Various men and women were still whispering, some amongst themselves, and some still offering up yet more charges and accusations against the prince.
“You must realise our concerns as well, my king?” The high bishop, religious leader of the Schism, had stood from his seat at the right hand of the table's head. It was quite unlike the timid old man to be so bold, but the dour expression on his face was uncharacteristic as well; as the king glanced around the room he realised the council's choice of speaker had been just as calculated. The bishop was the least threatening of the group.
“And you would have me, what? Disinherit the sole heir? Leave the kingdom without succession?” The room went silent.
A nest of snakes stands before me. That was exactly the outcome they intended; who knew what machinations the lords of the council were plotting in the face of a monarch-less nation. No doubt the seizure of a great deal more power and wealth than they already possessed.
“The prince is unsuitable,” Jorfrur breathed, daring to break the quiet. “He is a philanderer, a lout, uneven in his temper and responsibilities, and, I beg your patience - there are yet worse things whispered about his son behind closed doors. He would not make a half the ruler you have, my liege”. The unexpected sincerity behind the lord of Jauntkeep’s words shook Althace, as did the allusion to the young prince's lowest proclivities. He knew what the whispers named the boy. Deviant. Rapist. Murderer. Perhaps irredeemable.
“There will be time for this,” Althace wheezed, feeling his chest cramping under the weight of new stresses.

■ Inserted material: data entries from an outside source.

use ab_glyph::{point, Font, FontArc, ScaleFont};
use std::collections::HashMap;
use std::path::Path;
use std::sync::Arc;

use crate::components::layers::FontFamily;
use crate::error::EditorError;

/// Glyph metrics and coverage for one face. Sizes are in pixels.
pub trait GlyphSource: Send + Sync {
    /// Distance from the top of the line to the baseline.
    fn ascent(&self, px: f32) -> f32;
    /// Distance from the baseline to the bottom of the line (negative).
    fn descent(&self, px: f32) -> f32;
    fn advance(&self, ch: char, px: f32) -> f32;
    fn kern(&self, _prev: char, _next: char, _px: f32) -> f32 {
        0.0
    }
    /// Plot coverage of `ch` with its pen position at `(x, baseline)`.
    /// Only pixels inside `0..clip.0` by `0..clip.1` need to be plotted.
    fn draw_glyph(
        &self,
        ch: char,
        px: f32,
        x: f32,
        baseline: f32,
        clip: (u32, u32),
        plot: &mut dyn FnMut(i32, i32, f32),
    ) -> Result<(), EditorError>;
}

/// An outline font loaded through `ab_glyph`.
pub struct OutlineFont(pub FontArc);

impl GlyphSource for OutlineFont {
    fn ascent(&self, px: f32) -> f32 {
        self.0.as_scaled(px).ascent()
    }

    fn descent(&self, px: f32) -> f32 {
        self.0.as_scaled(px).descent()
    }

    fn advance(&self, ch: char, px: f32) -> f32 {
        let scaled = self.0.as_scaled(px);
        scaled.h_advance(self.0.glyph_id(ch))
    }

    fn kern(&self, prev: char, next: char, px: f32) -> f32 {
        let scaled = self.0.as_scaled(px);
        scaled.kern(self.0.glyph_id(prev), self.0.glyph_id(next))
    }

    fn draw_glyph(
        &self,
        ch: char,
        px: f32,
        x: f32,
        baseline: f32,
        clip: (u32, u32),
        plot: &mut dyn FnMut(i32, i32, f32),
    ) -> Result<(), EditorError> {
        let glyph = self
            .0
            .glyph_id(ch)
            .with_scale_and_position(px, point(x, baseline));
        let Some(outlined) = self.0.outline_glyph(glyph) else {
            return Ok(());
        };
        let b = outlined.px_bounds();
        if b.max.x <= 0.0 || b.max.y <= 0.0 || b.min.x >= clip.0 as f32 || b.min.y >= clip.1 as f32 {
            return Ok(());
        }
        // ab_glyph rasterizes the whole glyph box at once.
        if b.width() as f64 * b.height() as f64 > MAX_GLYPH_PIXELS {
            return Err(EditorError::Render(format!(
                "glyph '{}' at {} px is too large",
                ch, px
            )));
        }
        let (bx, by) = (b.min.x as i32, b.min.y as i32);
        outlined.draw(|gx, gy, cov| plot(bx + gx as i32, by + gy as i32, cov));
        Ok(())
    }
}

/// Largest outline glyph box rasterized, in pixels.
const MAX_GLYPH_PIXELS: f64 = (1u64 << 24) as f64;

/// Last-resort face: every visible character is a solid block.
///
/// Metrics follow the editor's size estimate (advance 0.6em, line 1em), so
/// layouts stay sensible when no font could be loaded.
pub struct BlockFont;

impl GlyphSource for BlockFont {
    fn ascent(&self, px: f32) -> f32 {
        px * 0.8
    }

    fn descent(&self, px: f32) -> f32 {
        -px * 0.2
    }

    fn advance(&self, _ch: char, px: f32) -> f32 {
        px * 0.6
    }

    fn draw_glyph(
        &self,
        ch: char,
        px: f32,
        x: f32,
        baseline: f32,
        clip: (u32, u32),
        plot: &mut dyn FnMut(i32, i32, f32),
    ) -> Result<(), EditorError> {
        if ch.is_whitespace() || ch.is_control() {
            return Ok(());
        }
        // Pixels whose centre falls inside the block, limited to the clip.
        let span = |lo: f32, hi: f32, limit: u32| {
            let first = (lo - 0.5).ceil().clamp(0.0, limit as f32) as i32;
            let last = (hi - 0.5).ceil().clamp(0.0, limit as f32) as i32;
            first..last
        };
        let xs = span(x + px * 0.05, x + px * 0.55, clip.0);
        for py in span(baseline - px * 0.7, baseline, clip.1) {
            for px_ in xs.clone() {
                plot(px_, py, 1.0);
            }
        }
        Ok(())
    }
}

// ============================================================================
// FONT BOOK
// ============================================================================

/// Faces for every [`FontFamily`], with a fallback for families that could
/// not be loaded.
#[derive(Clone)]
pub struct FontBook {
    faces: HashMap<FontFamily, Arc<dyn GlyphSource>>,
    fallback: Arc<dyn GlyphSource>,
}

impl FontBook {
    /// Block glyphs only. Deterministic everywhere; used headless and in tests.
    pub fn blocks() -> Self {
        Self {
            faces: HashMap::new(),
            fallback: Arc::new(BlockFont),
        }
    }

    /// One font file used for every family.
    pub fn from_font_file(path: &Path) -> Result<Self, EditorError> {
        let face = load_font_file(path)?;
        Ok(Self {
            faces: HashMap::new(),
            fallback: face,
        })
    }

    /// Match font files in `dir` to families by file stem, e.g.
    /// `PlayfairDisplay-Regular.ttf` → Playfair Display.
    pub fn from_font_dir(dir: &Path) -> Result<Self, EditorError> {
        let mut book = Self::blocks();
        let pattern = dir.join("*.[ot]tf");
        let pattern = pattern.to_string_lossy();
        let entries = glob::glob(&pattern)
            .map_err(|e| EditorError::Project(format!("bad font dir pattern: {}", e)))?;
        let mut files: Vec<_> = entries.flatten().collect();
        files.sort();
        for path in files {
            let stem = path
                .file_stem()
                .map(|s| squash(&s.to_string_lossy()))
                .unwrap_or_default();
            let Some(family) = FontFamily::all()
                .iter()
                .copied()
                .find(|f| stem.starts_with(&squash(f.name())))
            else {
                continue;
            };
            if book.faces.contains_key(&family) {
                continue;
            }
            match load_font_file(&path) {
                Ok(face) => {
                    book.faces.insert(family, face);
                }
                Err(e) => {
                    log_warn!("Skipping font {}: {}", path.display(), e);
                }
            }
        }
        if let Some(first) = book.faces.values().next() {
            book.fallback = Arc::clone(first);
        }
        Ok(book)
    }

    /// Look every family up among the installed system fonts.
    pub fn system() -> Self {
        let mut book = Self::blocks();
        for &family in FontFamily::all() {
            if let Some(font) = load_system_font(family.name()) {
                book.faces.insert(family, Arc::new(OutlineFont(font)));
            }
        }
        if book.faces.is_empty() {
            // Generic fallbacks, so at least real glyphs render.
            for name in generic_families() {
                if let Some(font) = load_system_font(name) {
                    book.fallback = Arc::new(OutlineFont(font));
                    break;
                }
            }
        } else if let Some(face) = book
            .faces
            .get(&FontFamily::Arial)
            .or_else(|| book.faces.values().next())
        {
            book.fallback = Arc::clone(face);
        }
        log_info!(
            "Font book: {} of {} families found on the system",
            book.faces.len(),
            FontFamily::all().len()
        );
        book
    }

    pub fn face(&self, family: FontFamily) -> &dyn GlyphSource {
        self.faces
            .get(&family)
            .map(|f| f.as_ref())
            .unwrap_or(self.fallback.as_ref())
    }

    pub fn has_family(&self, family: FontFamily) -> bool {
        self.faces.contains_key(&family)
    }
}

fn squash(s: &str) -> String {
    s.chars()
        .filter(|c| c.is_alphanumeric())
        .flat_map(|c| c.to_lowercase())
        .collect()
}

fn load_font_file(path: &Path) -> Result<Arc<dyn GlyphSource>, EditorError> {
    let bytes = std::fs::read(path)?;
    let font = FontArc::try_from_vec(bytes)
        .map_err(|_| EditorError::Project(format!("{} is not a usable font", path.display())))?;
    Ok(Arc::new(OutlineFont(font)))
}

fn generic_families() -> &'static [&'static str] {
    #[cfg(target_os = "linux")]
    {
        &["DejaVu Sans", "Liberation Sans", "Noto Sans"]
    }
    #[cfg(not(target_os = "linux"))]
    {
        &["Arial", "Helvetica", "Segoe UI"]
    }
}

/// Load the regular, upright face of `family` from the system.
pub fn load_system_font(family: &str) -> Option<FontArc> {
    use font_kit::family_name::FamilyName;
    use font_kit::properties::Properties;
    use font_kit::source::SystemSource;

    let source = SystemSource::new();
    let handle = source
        .select_best_match(&[FamilyName::Title(family.to_string())], &Properties::new())
        .ok()?;

    let font_data = handle.load().ok()?;
    // select_best_match falls back to any font; only accept the family asked for.
    if !font_data.family_name().eq_ignore_ascii_case(family) {
        return None;
    }
    let bytes: Vec<u8> = (*font_data.copy_font_data()?).clone();
    FontArc::try_from_vec(bytes).ok()
}

// ============================================================================
// LAYOUT + RASTERIZATION
// ============================================================================

/// A single left-aligned line. Glyph x positions are relative to the line start.
#[derive(Clone, Debug, PartialEq)]
pub struct LineLayout {
    pub glyphs: Vec<(char, f32)>,
    /// Advance width including letter spacing after every glyph.
    pub width: f32,
    pub ascent: f32,
    pub descent: f32,
}

impl LineLayout {
    pub fn height(&self) -> f32 {
        self.ascent - self.descent
    }
}

pub fn layout_line(font: &dyn GlyphSource, text: &str, px: f32, letter_spacing: f32) -> LineLayout {
    let mut glyphs = Vec::with_capacity(text.len());
    let mut cursor_x = 0.0f32;
    let mut prev: Option<char> = None;

    for ch in text.chars().filter(|c| *c != '\n' && *c != '\r') {
        if let Some(p) = prev {
            cursor_x += font.kern(p, ch, px);
        }
        glyphs.push((ch, cursor_x));
        cursor_x += font.advance(ch, px) + letter_spacing;
        prev = Some(ch);
    }

    LineLayout {
        glyphs,
        width: cursor_x,
        ascent: font.ascent(px),
        descent: font.descent(px),
    }
}

/// Single-channel coverage in [0, 1].
#[derive(Clone, Debug, PartialEq)]
pub struct Coverage {
    pub width: u32,
    pub height: u32,
    pub data: Vec<f32>,
}

impl Coverage {
    pub fn new(width: u32, height: u32) -> Self {
        Self {
            width,
            height,
            data: vec![0.0; width as usize * height as usize],
        }
    }

    /// 0 outside the buffer.
    #[inline]
    pub fn get(&self, x: i32, y: i32) -> f32 {
        if x < 0 || y < 0 || x >= self.width as i32 || y >= self.height as i32 {
            0.0
        } else {
            self.data[y as usize * self.width as usize + x as usize]
        }
    }

    #[inline]
    fn accumulate(&mut self, x: i32, y: i32, v: f32) {
        if x >= 0 && y >= 0 && x < self.width as i32 && y < self.height as i32 {
            let idx = y as usize * self.width as usize + x as usize;
            self.data[idx] = self.data[idx].max(v.clamp(0.0, 1.0));
        }
    }

    pub fn is_blank(&self) -> bool {
        self.data.iter().all(|&v| v <= 0.0)
    }
}

/// Rasterize `layout` into a `width`×`height` buffer with the line's
/// top-left corner at `(left, top)` in buffer pixels.
pub fn rasterize_line(
    font: &dyn GlyphSource,
    layout: &LineLayout,
    px: f32,
    left: f32,
    top: f32,
    width: u32,
    height: u32,
) -> Result<Coverage, EditorError> {
    let mut cov = Coverage::new(width, height);
    let baseline = top + layout.ascent;
    for &(ch, gx) in &layout.glyphs {
        font.draw_glyph(ch, px, left + gx, baseline, (width, height), &mut |x, y, c| {
            cov.accumulate(x, y, c)
        })?;
    }
    Ok(cov)
}

#[cfg(test)]
mod tests {
    use super::*;

    #[test]
    fn block_layout_measures_with_spacing() {
        let l = layout_line(&BlockFont, "abcd", 10.0, 2.0);
        assert_eq!(l.glyphs.len(), 4);
        assert_eq!(l.glyphs[1].1, 8.0);
        assert_eq!(l.width, 4.0 * 8.0);
        assert_eq!(l.ascent, 8.0);
        assert_eq!(l.height(), 10.0);
    }

    #[test]
    fn negative_spacing_tightens() {
        let wide = layout_line(&BlockFont, "ab", 10.0, 0.0);
        let tight = layout_line(&BlockFont, "ab", 10.0, -3.0);
        assert!(tight.width < wide.width);
    }

    #[test]
    fn block_glyph_fills_expected_pixels() {
        let l = layout_line(&BlockFont, "A", 10.0, 0.0);
        let cov = rasterize_line(&BlockFont, &l, 10.0, 0.0, 0.0, 8, 12).unwrap();
        // block spans x in [0.5, 5.5), y in [1, 8): pixel centres 0.5..4.5, 1.5..7.5
        assert_eq!(cov.get(0, 4), 1.0);
        assert_eq!(cov.get(4, 4), 1.0);
        assert_eq!(cov.get(5, 4), 0.0);
        assert_eq!(cov.get(2, 0), 0.0);
        assert_eq!(cov.get(2, 1), 1.0);
        assert_eq!(cov.get(2, 7), 1.0);
        assert_eq!(cov.get(2, 8), 0.0);
    }

    #[test]
    fn spaces_have_no_ink() {
        let l = layout_line(&BlockFont, "   ", 10.0, 0.0);
        let cov = rasterize_line(&BlockFont, &l, 10.0, 0.0, 0.0, 20, 12).unwrap();
        assert!(cov.is_blank());
        assert_eq!(l.width, 18.0);
    }

    #[test]
    fn block_book_falls_back_for_every_family() {
        let book = FontBook::blocks();
        for &f in FontFamily::all() {
            assert!(!book.has_family(f));
            assert_eq!(book.face(f).advance('x', 10.0), 6.0);
        }
    }

    #[test]
    fn block_glyphs_plot_only_inside_the_clip() {
        let mut plotted = Vec::new();
        BlockFont
            .draw_glyph('A', 1e9, -1e8, 3e8, (4, 3), &mut |x, y, _| plotted.push((x, y)))
            .unwrap();
        assert_eq!(plotted.len(), 12);
        assert!(plotted.iter().all(|&(x, y)| (0..4).contains(&x) && (0..3).contains(&y)));
    }

    #[test]
    fn unreadable_fonts_in_a_dir_are_skipped() {
        let dir = std::env::temp_dir().join(format!("behindtext-fonts-{}", uuid::Uuid::new_v4()));
        std::fs::create_dir_all(&dir).unwrap();
        std::fs::write(dir.join("Arial-Regular.ttf"), b"not a font").unwrap();
        let book = FontBook::from_font_dir(&dir).unwrap();
        assert!(!book.has_family(FontFamily::Arial));
        assert_eq!(book.face(FontFamily::Arial).advance('x', 10.0), 6.0);
        let _ = std::fs::remove_dir_all(&dir);
    }

    #[test]
    fn stems_match_family_names() {
        assert!(squash("PlayfairDisplay-Regular").starts_with(&squash("Playfair Display")));
        assert!(squash("times_new_roman").starts_with(&squash("Times New Roman")));
    }
}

“I don’t know that there will be, my king-” an apologetic smile by the high bishop. Maybe the smile was meant as comforting but it fell ineffectually against his eye.

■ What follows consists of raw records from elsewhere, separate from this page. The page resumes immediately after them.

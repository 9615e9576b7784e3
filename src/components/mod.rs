pub mod layers;
pub mod drag;

pub use drag::{DragController, PointerTarget};
pub use layers::{LayerCommand, TextElement, TextLayers};
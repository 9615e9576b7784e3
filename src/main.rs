use std::process::ExitCode;

use behindtext::cli::{self, CliArgs};
use behindtext::logger;
use clap::Parser;

fn main() -> ExitCode {
    let args = CliArgs::parse();
    logger::init();
    behindtext::log_info!("Arguments: {:?}", args);
    cli::run(args)
}
#[macro_use]
pub mod logger;
pub mod canvas;
pub mod cli;
pub mod components;
pub mod coords;
pub mod error;
pub mod io;
pub mod ops;
pub mod project;
pub mod viewport;

pub use error::EditorError;
pub use project::Project;
pub use viewport::ViewportTransform;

Gods. How had he let himself grow old? This year, the last year, a decade ago, or even two - there’d always been next year to correct the ever-present blight on his honour. Perhaps Elsea, the boy’s mother, could’ve helped set him straight but she, along with countless other wives and ‘loves’, was now long buried.
No, the boy was on his own, as was he, and, as king, it was his duty to make the difficult decision; it occurred to him that maybe the best thing he could do for his dynasty’s legacy would be to make sure it ended with him. It pained him, wrenched his already-yielding soul from the gentle illusion of a life well-lived, and tortured him with the image of a kingdom fallen only at the very last decision he made. Could he trust in his errant-prince, or not?